Thanks for replying,
sorry I should have been more clear.
the reason I want to stop the other thread is because the main thread is running a GUI so I'd rather kill the other thread before I dispose the GUI.
You may note that stop() is deprecated so I cannot (or at least should not) use that. Hence why I call join.
The class which implements Runnable has a stopRunning() method which sets a boolean to false. In run, there is a while loop using this variable which checks this.

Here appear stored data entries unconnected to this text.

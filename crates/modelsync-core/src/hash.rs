//! Content hashing.
//!
//! Files are fingerprinted with Blake3 (256-bit). The hex form of the digest is
//! what gets persisted in `sync_metadata.file_hash`.

use serde::{Deserialize, Serialize};
use std::fmt;

use crate::error::CoreError;

/// A 32-byte Blake3 digest of file content.
#[derive(Clone, Copy, PartialEq, Eq, Hash, Serialize, Deserialize)]
pub struct ContentHash(pub [u8; 32]);

impl ContentHash {
    /// Compute the digest of the given content.
    pub fn of(content: impl AsRef<[u8]>) -> Self {
        Self(*blake3::hash(content.as_ref()).as_bytes())
    }

    /// Create from raw bytes.
    pub const fn from_bytes(bytes: [u8; 32]) -> Self {
        Self(bytes)
    }

    /// Get the raw bytes.
    pub const fn as_bytes(&self) -> &[u8; 32] {
        &self.0
    }

    /// Convert to lowercase hex (64 characters).
    pub fn to_hex(&self) -> String {
        hex::encode(self.0)
    }

    /// Parse from the hex form produced by [`ContentHash::to_hex`].
    pub fn from_hex(s: &str) -> Result<Self, CoreError> {
        let bytes = hex::decode(s).map_err(|e| CoreError::InvalidHash(e.to_string()))?;
        let arr: [u8; 32] = bytes
            .try_into()
            .map_err(|_| CoreError::InvalidHash(format!("expected 32 bytes: {}", s)))?;
        Ok(Self(arr))
    }
}

impl fmt::Debug for ContentHash {
    fn fmt(&self, f: &mut fmt::Formatter<'_>) -> fmt::Result {
        write!(f, "ContentHash({})", &self.to_hex()[..16])
    }
}

impl fmt::Display for ContentHash {
    fn fmt(&self, f: &mut fmt::Formatter<'_>) -> fmt::Result {
        f.write_str(&self.to_hex())
    }
}

impl AsRef<[u8]> for ContentHash {
    fn as_ref(&self) -> &[u8] {
        &self.0
    }
}

/// Hash content and return the hex digest.
///
/// Accepts both text and raw bytes; a `&str` is hashed as its UTF-8 bytes.
pub fn hash_content(content: impl AsRef<[u8]>) -> String {
    ContentHash::of(content).to_hex()
}
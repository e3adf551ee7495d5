//! An application-owned slot holding the one live [`SyncEngine`].

use std::sync::{Arc, PoisonError, RwLock};

use crate::engine::SyncEngine;

/// Holds at most one engine instance.
///
/// The application owns the cell (typically in its state struct, or in a
/// `static` since [`EngineCell::new`] is `const`) and hands out
/// `Arc<SyncEngine>` handles. [`reset`](Self::reset) drops the instance so
/// the next [`get_or_init`](Self::get_or_init) builds a fresh one, for
/// example with a different conflict strategy. Handles taken before a reset
/// keep working against the old instance.
pub struct EngineCell<A, Q> {
    slot: RwLock<Option<Arc<SyncEngine<A, Q>>>>,
}

impl<A, Q> EngineCell<A, Q> {
    pub const fn new() -> Self {
        Self {
            slot: RwLock::new(None),
        }
    }

    /// The current engine, building it with `init` if the cell is empty.
    pub fn get_or_init(&self, init: impl FnOnce() -> SyncEngine<A, Q>) -> Arc<SyncEngine<A, Q>> {
        if let Some(engine) = self.current() {
            return engine;
        }

        let mut slot = self.slot.write().unwrap_or_else(PoisonError::into_inner);
        // Another caller may have filled the slot between the two locks.
        Arc::clone(slot.get_or_insert_with(|| Arc::new(init())))
    }

    /// Replace the current engine. Returns the previous one, if any.
    pub fn install(&self, engine: SyncEngine<A, Q>) -> Option<Arc<SyncEngine<A, Q>>> {
        let mut slot = self.slot.write().unwrap_or_else(PoisonError::into_inner);
        tracing::debug!(replaced = slot.is_some(), "sync engine installed");
        slot.replace(Arc::new(engine))
    }

    pub fn current(&self) -> Option<Arc<SyncEngine<A, Q>>> {
        self.slot
            .read()
            .unwrap_or_else(PoisonError::into_inner)
            .clone()
    }

    pub fn is_initialized(&self) -> bool {
        self.slot
            .read()
            .unwrap_or_else(PoisonError::into_inner)
            .is_some()
    }

    /// Drop the current engine. Returns it, if there was one.
    pub fn reset(&self) -> Option<Arc<SyncEngine<A, Q>>> {
        let previous = self
            .slot
            .write()
            .unwrap_or_else(PoisonError::into_inner)
            .take();
        if previous.is_some() {
            tracing::debug!("sync engine reset");
        }
        previous
    }
}

impl<A, Q> Default for EngineCell<A, Q> {
    fn default() -> Self {
        Self::new()
    }
}

#[cfg(test)]
mod tests {
    use super::*;
    use crate::{ConflictStrategy, SyncConfig};
    use modelsync_store::{MemoryStore, SqliteStore};

    type Cell = EngineCell<MemoryStore, SqliteStore>;

    fn engine(strategy: ConflictStrategy) -> SyncEngine<MemoryStore, SqliteStore> {
        SyncEngine::new(
            Arc::new(MemoryStore::new()),
            Arc::new(SqliteStore::new_memory()),
            SyncConfig::default().with_conflict_strategy(strategy),
        )
    }

    #[test]
    fn test_get_or_init_returns_same_instance() {
        let cell = Cell::new();
        let a = cell.get_or_init(|| engine(ConflictStrategy::YamlWins));
        let b = cell.get_or_init(|| engine(ConflictStrategy::Prompt));
        assert!(Arc::ptr_eq(&a, &b));
        assert_eq!(b.config().conflict_strategy, ConflictStrategy::YamlWins);
    }

    #[test]
    fn test_reset_allows_reconfiguration() {
        let cell = Cell::new();
        let old = cell.get_or_init(|| engine(ConflictStrategy::YamlWins));

        assert!(cell.reset().is_some());
        assert!(!cell.is_initialized());
        assert!(cell.reset().is_none());

        let new = cell.get_or_init(|| engine(ConflictStrategy::Prompt));
        assert!(!Arc::ptr_eq(&old, &new));
        assert_eq!(new.config().conflict_strategy, ConflictStrategy::Prompt);
        // Old handles stay usable.
        assert_eq!(old.config().conflict_strategy, ConflictStrategy::YamlWins);
    }

    #[test]
    fn test_install_replaces() {
        let cell = Cell::default();
        assert!(cell.current().is_none());
        assert!(cell.install(engine(ConflictStrategy::DbWins)).is_none());
        let previous = cell.install(engine(ConflictStrategy::Prompt)).unwrap();
        assert_eq!(previous.config().conflict_strategy, ConflictStrategy::DbWins);
        assert_eq!(
            cell.current().unwrap().config().conflict_strategy,
            ConflictStrategy::Prompt
        );
    }
}
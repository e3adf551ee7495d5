//! # modelsync
//!
//! Keeps human-editable semantic model files and an embedded database
//! consistent.
//!
//! ## Overview
//!
//! The files are the source of truth. The engine receives their content
//! (for change detection) and the entity graph already parsed from them,
//! and:
//!
//! - **Detects changes** by comparing content hashes with those recorded
//!   at the last sync
//! - **Reconciles** the entity graph into the database, isolating
//!   per-entity failures
//! - **Loads** the entity graph back out of the database
//! - **Resolves conflicts** between edited files and edited database rows
//!   according to a [`ConflictStrategy`]
//!
//! ## Usage
//!
//! ```rust,no_run
//! use std::sync::Arc;
//! use modelsync::{EntityKind, FileSnapshot, FileSyncOutcome, SyncConfig, SyncEngine};
//! use modelsync::core::{Table, Workspace, WorkspaceData};
//! use modelsync::store::{SqliteStore, StorageAdapter};
//!
//! async fn example() -> modelsync::Result<()> {
//!     let store = Arc::new(SqliteStore::new("workspace.db"));
//!     store.initialize().await.map_err(modelsync::sync::SyncError::from)?;
//!
//!     let engine = SyncEngine::sqlite(store, SyncConfig::default());
//!
//!     let content = "name: orders\n";
//!     let mut data = WorkspaceData::new(Workspace::new("ws", "Analytics"));
//!     data.tables.push(Table::new("orders", "ws", "sales", "orders"));
//!
//!     let path = "models/orders.yaml";
//!     let snapshot = FileSnapshot::new(path, EntityKind::Table, "orders", content);
//!     match engine.sync_file(&snapshot, &data).await {
//!         FileSyncOutcome::Synced(result) => assert!(result.success),
//!         other => println!("{:?}", other),
//!     }
//!
//!     assert!(!engine.has_file_changed(path, content).await?);
//!     Ok(())
//! }
//! ```
//!
//! ## Re-exports
//!
//! This crate re-exports the component crates for convenience:
//!
//! - `modelsync::core` - Entities, ids, hashing, result types
//! - `modelsync::store` - Storage contracts, SQLite and in-memory backends
//! - `modelsync::sync` - Metadata store, reconciler, loader

pub mod cell;
pub mod config;
pub mod conflict;
pub mod engine;
pub mod error;

// Re-export component crates
pub use modelsync_core as core;
pub use modelsync_store as store;
pub use modelsync_sync as sync;

// Re-export main types for convenience
pub use cell::EngineCell;
pub use config::SyncConfig;
pub use conflict::{ConflictReport, ConflictStrategy, FileSnapshot, FileSyncOutcome, Resolution};
pub use engine::{SyncEngine, SyncStatus};
pub use error::{EngineError, Result};

// Re-export commonly used core types
pub use modelsync_core::{
    hash_content, EntityKind, FileSyncStatus, MetadataStats, SyncDirection, SyncMetadataEntry,
    SyncResult, WorkspaceData, WorkspaceId,
};
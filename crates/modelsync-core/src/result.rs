//! The report returned by every sync call.
//!
//! A [`SyncResult`] is created fresh when a call starts, filled in as each
//! entity is processed, and handed back once the call finishes. It is never
//! stored or reused.

use serde::{Deserialize, Serialize};

use crate::entity::EntityKind;
use crate::time::now_millis;

/// Which representation was written.
#[derive(Debug, Clone, Copy, PartialEq, Eq, Serialize, Deserialize)]
pub enum SyncDirection {
    /// Semantic files (already parsed) into the database.
    #[serde(rename = "yaml-to-db")]
    YamlToDb,
    /// Database into an in-memory entity graph.
    #[serde(rename = "db-to-yaml")]
    DbToYaml,
}

/// Outcome counters for one entity collection.
#[derive(Debug, Clone, Copy, Default, PartialEq, Eq, Serialize, Deserialize)]
pub struct EntityCounters {
    /// Every entity visited, whether or not its save succeeded.
    pub processed: u64,
    /// Saved and not previously present.
    pub added: u64,
    /// Saved over an existing record.
    pub updated: u64,
}

/// Counters per entity collection.
#[derive(Debug, Clone, Copy, Default, PartialEq, Eq, Serialize, Deserialize)]
pub struct SyncStats {
    pub domains: EntityCounters,
    pub tables: EntityCounters,
    pub systems: EntityCounters,
    pub relationships: EntityCounters,
}

impl SyncStats {
    /// Counters for the given kind. Workspaces are not counted.
    pub fn counters(&self, kind: EntityKind) -> Option<&EntityCounters> {
        match kind {
            EntityKind::Domain => Some(&self.domains),
            EntityKind::Table => Some(&self.tables),
            EntityKind::System => Some(&self.systems),
            EntityKind::Relationship => Some(&self.relationships),
            EntityKind::Workspace => None,
        }
    }

    pub fn counters_mut(&mut self, kind: EntityKind) -> Option<&mut EntityCounters> {
        match kind {
            EntityKind::Domain => Some(&mut self.domains),
            EntityKind::Table => Some(&mut self.tables),
            EntityKind::System => Some(&mut self.systems),
            EntityKind::Relationship => Some(&mut self.relationships),
            EntityKind::Workspace => None,
        }
    }

    pub fn total_processed(&self) -> u64 {
        self.domains.processed
            + self.tables.processed
            + self.systems.processed
            + self.relationships.processed
    }

    pub fn total_added(&self) -> u64 {
        self.domains.added + self.tables.added + self.systems.added + self.relationships.added
    }

    pub fn total_updated(&self) -> u64 {
        self.domains.updated
            + self.tables.updated
            + self.systems.updated
            + self.relationships.updated
    }

    pub fn tables_processed(&self) -> u64 {
        self.tables.processed
    }

    pub fn tables_added(&self) -> u64 {
        self.tables.added
    }

    pub fn tables_updated(&self) -> u64 {
        self.tables.updated
    }

    pub fn domains_processed(&self) -> u64 {
        self.domains.processed
    }

    pub fn systems_processed(&self) -> u64 {
        self.systems.processed
    }

    pub fn relationships_processed(&self) -> u64 {
        self.relationships.processed
    }
}

/// A failure local to one entity (or, for precondition failures, to the
/// whole call).
#[derive(Debug, Clone, PartialEq, Eq, Serialize, Deserialize)]
pub struct EntityError {
    pub entity_type: EntityKind,
    pub entity_id: String,
    pub message: String,
}

/// Report of a single sync invocation.
#[derive(Debug, Clone, PartialEq, Eq, Serialize, Deserialize)]
pub struct SyncResult {
    pub success: bool,
    pub direction: SyncDirection,
    pub stats: SyncStats,
    pub errors: Vec<EntityError>,
    pub warnings: Vec<String>,
    /// Unix ms.
    pub started_at: i64,
    /// Unix ms.
    pub completed_at: i64,
    pub duration_ms: u64,
}

impl SyncResult {
    /// Start a new report, capturing the start time.
    pub fn begin(direction: SyncDirection) -> Self {
        let now = now_millis();
        Self {
            success: false,
            direction,
            stats: SyncStats::default(),
            errors: Vec::new(),
            warnings: Vec::new(),
            started_at: now,
            completed_at: now,
            duration_ms: 0,
        }
    }

    /// Record an error for one entity.
    pub fn push_error(
        &mut self,
        entity_type: EntityKind,
        entity_id: impl Into<String>,
        message: impl Into<String>,
    ) {
        self.errors.push(EntityError {
            entity_type,
            entity_id: entity_id.into(),
            message: message.into(),
        });
    }

    pub fn push_warning(&mut self, warning: impl Into<String>) {
        self.warnings.push(warning.into());
    }

    /// Capture the end time and derive `success` from the error list.
    pub fn finish(mut self) -> Self {
        self.completed_at = now_millis().max(self.started_at);
        self.duration_ms = (self.completed_at - self.started_at) as u64;
        self.success = self.errors.is_empty();
        self
    }

    /// Append an error after the report was finished, keeping `success`
    /// consistent with the error list.
    pub fn fail_with(
        &mut self,
        entity_type: EntityKind,
        entity_id: impl Into<String>,
        message: impl Into<String>,
    ) {
        self.push_error(entity_type, entity_id, message);
        self.success = false;
    }
}
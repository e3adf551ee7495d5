//! Fault injection for storage adapters.

use std::collections::HashSet;
use std::sync::atomic::{AtomicBool, AtomicU64, Ordering};
use std::sync::Mutex;

use async_trait::async_trait;

use modelsync_core::{
    Domain, DomainId, EntityKind, Relationship, RelationshipId, System, SystemId, Table, TableId,
    Workspace, WorkspaceId,
};
use modelsync_store::{Result, StorageAdapter, StoreError};

/// Wraps a [`StorageAdapter`] and fails selected calls.
///
/// Saves for ids registered with [`fail_saves_for`](Self::fail_saves_for)
/// return [`StoreError::Rejected`]. While [`set_unavailable`](Self::set_unavailable)
/// is on, every call fails with [`StoreError::Unavailable`] and the adapter
/// reports itself uninitialized. Everything else is forwarded.
///
/// Every attempted save is logged in call order, see
/// [`save_log`](Self::save_log).
pub struct FailingAdapter<A> {
    inner: A,
    failing: Mutex<HashSet<(EntityKind, String)>>,
    unavailable: AtomicBool,
    saves: AtomicU64,
    log: Mutex<Vec<(EntityKind, String)>>,
}

impl<A: StorageAdapter> FailingAdapter<A> {
    pub fn new(inner: A) -> Self {
        Self {
            inner,
            failing: Mutex::new(HashSet::new()),
            unavailable: AtomicBool::new(false),
            saves: AtomicU64::new(0),
            log: Mutex::new(Vec::new()),
        }
    }

    pub fn inner(&self) -> &A {
        &self.inner
    }

    /// Make every save of this entity fail.
    pub fn fail_saves_for(&self, kind: EntityKind, id: &str) {
        self.failing
            .lock()
            .unwrap_or_else(|e| e.into_inner())
            .insert((kind, id.to_string()));
    }

    pub fn clear_failures(&self) {
        self.failing
            .lock()
            .unwrap_or_else(|e| e.into_inner())
            .clear();
    }

    pub fn set_unavailable(&self, unavailable: bool) {
        self.unavailable.store(unavailable, Ordering::SeqCst);
    }

    /// Number of save calls that reached the inner adapter.
    pub fn save_count(&self) -> u64 {
        self.saves.load(Ordering::SeqCst)
    }

    /// `(kind, id)` of every save attempted while available, oldest first.
    /// Rejected saves are included.
    pub fn save_log(&self) -> Vec<(EntityKind, String)> {
        self.log.lock().unwrap_or_else(|e| e.into_inner()).clone()
    }

    pub fn clear_save_log(&self) {
        self.log.lock().unwrap_or_else(|e| e.into_inner()).clear();
    }

    fn check_available(&self) -> Result<()> {
        if self.unavailable.load(Ordering::SeqCst) {
            Err(StoreError::Unavailable("injected outage".into()))
        } else {
            Ok(())
        }
    }

    fn check_save(&self, kind: EntityKind, id: &str) -> Result<()> {
        self.check_available()?;
        self.log
            .lock()
            .unwrap_or_else(|e| e.into_inner())
            .push((kind, id.to_string()));
        let failing = self
            .failing
            .lock()
            .unwrap_or_else(|e| e.into_inner())
            .contains(&(kind, id.to_string()));
        if failing {
            return Err(StoreError::Rejected {
                kind,
                id: id.to_string(),
                reason: "injected failure".into(),
            });
        }
        self.saves.fetch_add(1, Ordering::SeqCst);
        Ok(())
    }
}

#[async_trait]
impl<A: StorageAdapter> StorageAdapter for FailingAdapter<A> {
    async fn initialize(&self) -> Result<()> {
        self.check_available()?;
        self.inner.initialize().await
    }

    fn is_initialized(&self) -> bool {
        !self.unavailable.load(Ordering::SeqCst) && self.inner.is_initialized()
    }

    async fn save_workspace(&self, workspace: &Workspace) -> Result<()> {
        self.check_save(EntityKind::Workspace, workspace.id.as_str())?;
        self.inner.save_workspace(workspace).await
    }

    async fn save_domain(&self, domain: &Domain) -> Result<()> {
        self.check_save(EntityKind::Domain, domain.id.as_str())?;
        self.inner.save_domain(domain).await
    }

    async fn save_table(&self, table: &Table) -> Result<()> {
        self.check_save(EntityKind::Table, table.id.as_str())?;
        self.inner.save_table(table).await
    }

    async fn save_system(&self, system: &System) -> Result<()> {
        self.check_save(EntityKind::System, system.id.as_str())?;
        self.inner.save_system(system).await
    }

    async fn save_relationship(&self, relationship: &Relationship) -> Result<()> {
        self.check_save(EntityKind::Relationship, relationship.id.as_str())?;
        self.inner.save_relationship(relationship).await
    }

    async fn get_workspace_by_id(&self, id: &WorkspaceId) -> Result<Option<Workspace>> {
        self.check_available()?;
        self.inner.get_workspace_by_id(id).await
    }

    async fn get_domain_by_id(&self, id: &DomainId) -> Result<Option<Domain>> {
        self.check_available()?;
        self.inner.get_domain_by_id(id).await
    }

    async fn get_table_by_id(&self, id: &TableId) -> Result<Option<Table>> {
        self.check_available()?;
        self.inner.get_table_by_id(id).await
    }

    async fn get_system_by_id(&self, id: &SystemId) -> Result<Option<System>> {
        self.check_available()?;
        self.inner.get_system_by_id(id).await
    }

    async fn get_relationship_by_id(&self, id: &RelationshipId) -> Result<Option<Relationship>> {
        self.check_available()?;
        self.inner.get_relationship_by_id(id).await
    }

    async fn get_domains_by_workspace(&self, workspace_id: &WorkspaceId) -> Result<Vec<Domain>> {
        self.check_available()?;
        self.inner.get_domains_by_workspace(workspace_id).await
    }

    async fn get_tables_by_workspace(&self, workspace_id: &WorkspaceId) -> Result<Vec<Table>> {
        self.check_available()?;
        self.inner.get_tables_by_workspace(workspace_id).await
    }

    async fn get_relationships_by_workspace(
        &self,
        workspace_id: &WorkspaceId,
    ) -> Result<Vec<Relationship>> {
        self.check_available()?;
        self.inner.get_relationships_by_workspace(workspace_id).await
    }

    async fn get_systems_by_domain(&self, domain_id: &DomainId) -> Result<Vec<System>> {
        self.check_available()?;
        self.inner.get_systems_by_domain(domain_id).await
    }
}

#[cfg(test)]
mod tests {
    use super::*;
    use modelsync_store::MemoryStore;

    #[tokio::test]
    async fn test_fails_only_registered_ids() {
        let adapter = FailingAdapter::new(MemoryStore::new());
        adapter.fail_saves_for(EntityKind::Table, "bad");

        adapter.save_table(&Table::new("good", "ws", "d", "a")).await.unwrap();
        let err = adapter
            .save_table(&Table::new("bad", "ws", "d", "b"))
            .await
            .unwrap_err();
        assert!(matches!(err, StoreError::Rejected { ref id, .. } if id == "bad"));
        assert_eq!(adapter.save_count(), 1);
        assert_eq!(
            adapter.save_log(),
            vec![
                (EntityKind::Table, "good".to_string()),
                (EntityKind::Table, "bad".to_string()),
            ]
        );

        // Same id under another kind is unaffected.
        adapter.save_domain(&Domain::new("bad", "ws", "D")).await.unwrap();
    }

    #[tokio::test]
    async fn test_outage_blocks_everything() {
        let adapter = FailingAdapter::new(MemoryStore::new());
        adapter.set_unavailable(true);

        assert!(!adapter.is_initialized());
        assert!(adapter
            .get_workspace_by_id(&"ws".into())
            .await
            .unwrap_err()
            .is_unavailable());

        adapter.set_unavailable(false);
        assert!(adapter.is_initialized());
        assert!(adapter.get_workspace_by_id(&"ws".into()).await.unwrap().is_none());
    }
}
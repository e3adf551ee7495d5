//! # modelsync Sync
//!
//! The three building blocks the sync engine composes:
//!
//! - [`SyncMetadataStore`] - per-file hashes and sync status, kept in the
//!   `sync_metadata` table through a [`QueryEngine`](modelsync_store::QueryEngine)
//! - [`Reconciler`] - writes an in-memory entity graph into storage, one
//!   entity at a time, isolating failures
//! - [`Loader`] - reassembles an entity graph from storage
//!
//! ## Usage
//!
//! ```rust,no_run
//! use std::sync::Arc;
//! use modelsync_core::{Workspace, WorkspaceData};
//! use modelsync_store::SqliteStore;
//! use modelsync_sync::{Loader, Reconciler};
//!
//! async fn example() -> modelsync_sync::Result<()> {
//!     let store = Arc::new(SqliteStore::open("workspace.db")?);
//!
//!     let data = WorkspaceData::new(Workspace::new("ws", "Analytics"));
//!     let result = Reconciler::new(Arc::clone(&store)).reconcile(&data).await;
//!     assert!(result.success);
//!
//!     let loaded = Loader::new(store).load(&"ws".into()).await?;
//!     assert!(loaded.is_some());
//!     Ok(())
//! }
//! ```

pub mod error;
pub mod loader;
pub mod metadata;
pub mod reconciler;

pub use error::{Result, SyncError};
pub use loader::Loader;
pub use metadata::SyncMetadataStore;
pub use reconciler::Reconciler;
//! Engine configuration.

use serde::{Deserialize, Serialize};

use crate::conflict::ConflictStrategy;
use crate::error::Result;

/// Configuration for the [`SyncEngine`](crate::SyncEngine).
///
/// Deserializes from `{ "debug", "conflictStrategy", "autoSync" }`; missing
/// keys take their defaults.
#[derive(Debug, Clone, PartialEq, Eq, Serialize, Deserialize)]
#[serde(default, rename_all = "camelCase")]
pub struct SyncConfig {
    /// Log every entity outcome at debug level.
    pub debug: bool,
    /// Policy when a file and its database row both changed.
    #[serde(alias = "conflict_strategy")]
    pub conflict_strategy: ConflictStrategy,
    /// Write changed files immediately. When off, changed files are only
    /// marked `modified`.
    #[serde(alias = "auto_sync")]
    pub auto_sync: bool,
}

impl Default for SyncConfig {
    fn default() -> Self {
        Self {
            debug: false,
            conflict_strategy: ConflictStrategy::YamlWins,
            auto_sync: true,
        }
    }
}

impl SyncConfig {
    /// Parse a JSON configuration document.
    pub fn from_json(json: &str) -> Result<Self> {
        Ok(serde_json::from_str(json)?)
    }

    pub fn with_debug(mut self, debug: bool) -> Self {
        self.debug = debug;
        self
    }

    pub fn with_conflict_strategy(mut self, strategy: ConflictStrategy) -> Self {
        self.conflict_strategy = strategy;
        self
    }

    pub fn with_auto_sync(mut self, auto_sync: bool) -> Self {
        self.auto_sync = auto_sync;
        self
    }
}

Problem is, the Runnable sleeps in that loop and I want to stop the Runnable straight away, not after the sleep.
here is a snippet
// fileListener is an instance of the class implementing Runnable.
pulbic void windowClosing(WindowEvent we)
{
fileListener.stopRunning();
if (fileListener.isAlive())
{
try
{
fileListener.join();
}
catch(InterruptedException ie)
{
System.out.println("Error");
}
}
dispose(); // the jframe
}
The run method
public void run()
{
while (keepRunning)
{
if (canDo)
do();
else
sleep(10000);
}
}
the stopRunning() method
public void stopRunning()
{
keepRunning= false;
}
does this clarify things?
Thanks,
John
Also be very careful doing a join() in the event thread here as you block the event threads ability to respond to any other events. As you are closing down it might not matter but a better solution would have the event thread call stopThread() (which sets the keepRunning flag - which better be volatile! - and calls interrupt() to break out of the sleep) and then have your filelistener thread post an "I'm done" event to the GUI
Of course if you filelistener doesn't touch the GUI then you don't need to wait for it to finish at all.
You might want to look at using a SwingWorker for your filelistener.
To expand on ejp's post ...
Object.wait()/notify()/notifyAll() are used together with monitor locks to communicate changes of state across threads. The thread waiting for the state change does:
synchronized(lock) {// lock is whatever object guards the state variable being tested
while (!inRightState) {
lock.wait();// you'll need to handle interrupts depending on how the blocking nature
// of this method is exposed to the caller
}
// do what needed to be done while in right state
}
While the state modifying thread does:
synchronized(lock) {
// change state and set flag
inRightState=true;
lock.notifyAll();// or notify() under right circumstances
}
In contrast suspend/resume can not be used to reliably communicate state changes across threads. The only form of suspend that is remotely safe is self-suspension, but even then reliable resume() is effectively impossible. Bottom line: forget suspend/resume exist as they can not be be used in any reliable way within an application.
Please check out a good text on concurrent programming in Java to find out more about this.